Birgül Ulusoy yine tek
bir sahne ile gönlümü fethetti. Bu hikayede dram oynamayı ona daha çok yakıştırıyorum.
Avucundaki bezden suların damladığı sahnenin duygusu müthişti.

Yeşim Ceren Bozoğlu’nu
çok beğeniyorum ama Nuran’ı sevmem zor. İkisini biraz ayırt etmek gerekiyor.
Oyunculuk adına risk alıyor ve buna da değiyor doğrusu. Çıkarları uğruna
kızıyla ters düşen, karşı cephelerde savaşmaya başlayan bir anne olarak, bu
bölüm oldukça iddialı bir role soyundu. Kızı için “Kötü haberleri gelsin
inşallah” diyen bir anneyi oynamak herkesin harcı değil. Elbette ki kızıyla
olan çatışma noktasında bu cümle çok sert. Bir anne olarak, “keşke bunun yerine
başka bir cümle olsaydı” dedim, çünkü gerçekten içim acıdı. Yusuf Bey’in “istemeden”
ölümüne neden olan Nuran yine “istemeden” Mücella’yı kaynar suyla yakmış! Bu
kadar istemeden yapılan şeylerin yekünü biraz fazla değil mi? İsteyerek
yaptıklarına bakarsak “Yalan söylemek, adam gömmek, tehdit etmek, hayat çalmak”.
E şimdi gel de sev Nuran’ı!

Bütün gerilimi finale
bırakmak bu işin olmazsa olmazı tabi.
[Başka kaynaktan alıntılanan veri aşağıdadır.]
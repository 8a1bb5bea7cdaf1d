//! Shared helpers.

pub mod html;

/// Return "s" suffix for plural counts
#[inline]
pub fn plural_s(n: usize) -> &'static str {
    if n == 1 { "" } else { "s" }
}

/// Format count with noun, handling pluralization
///
/// - `plural_count(1, "script")` -> `"1 script"`
/// - `plural_count(3, "script")` -> `"3 scripts"`
#[inline]
pub fn plural_count(count: usize, noun: &str) -> String {
    format!("{} {}{}", count, noun, plural_s(count))
}

/// 1-based line and column of a byte offset.
pub fn offset_to_line_col(source: &str, offset: usize) -> (usize, usize) {
    let mut line = 1;
    let mut col = 1;

    for (i, ch) in source.char_indices() {
        if i >= offset {
            break;
        }
        if ch == '\n' {
            line += 1;
            col = 1;
        } else {
            col += 1;
        }
    }

    (line, col)
}

#[cfg(test)]
mod tests {
    use super::*;

    #[test]
    fn test_plural_count() {
        assert_eq!(plural_count(0, "file"), "0 files");
        assert_eq!(plural_count(1, "file"), "1 file");
        assert_eq!(plural_count(2, "file"), "2 files");
    }

    #[test]
    fn test_offset_to_line_col() {
        let source = "var a;\nvar b = ;\n";
        assert_eq!(offset_to_line_col(source, 0), (1, 1));
        assert_eq!(offset_to_line_col(source, 7), (2, 1));
        assert_eq!(offset_to_line_col(source, 15), (2, 9));
    }
}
Yusuf Bey’in ölmeden önce bıraktığı mektupla
tansiyon biraz yükseldi. Ama ben çok heyecanlanmadım onu söyleyeyim. Bırakılan
mektupta “Benim dünyalar güzeli torunum Bahar ” cümlesi benim için bir şey
ifade etmedi. Çünkü ilk bölümden beri izleyenler bilir ki “Bahar” ismini koymalarını
Yusuf Bey istemişti. “Hasret kızı olursa Bahar ismini koymak istiyordu”
demişti. Bu yüzden torununa “Bahar” diye seslenmesi normal. Zaten Nuran da adını
Bahar koymadıklarını Yusuf Bey’e izah etmişti.
Haftaya olacakları çok merak
ediyorum dersem yalan olur. Köşeye sıkışmış ve tekrara düşen bu hikayede
gerçeklerin öğrenilmesi ile yeni sayfalar açılmasını diliyorum.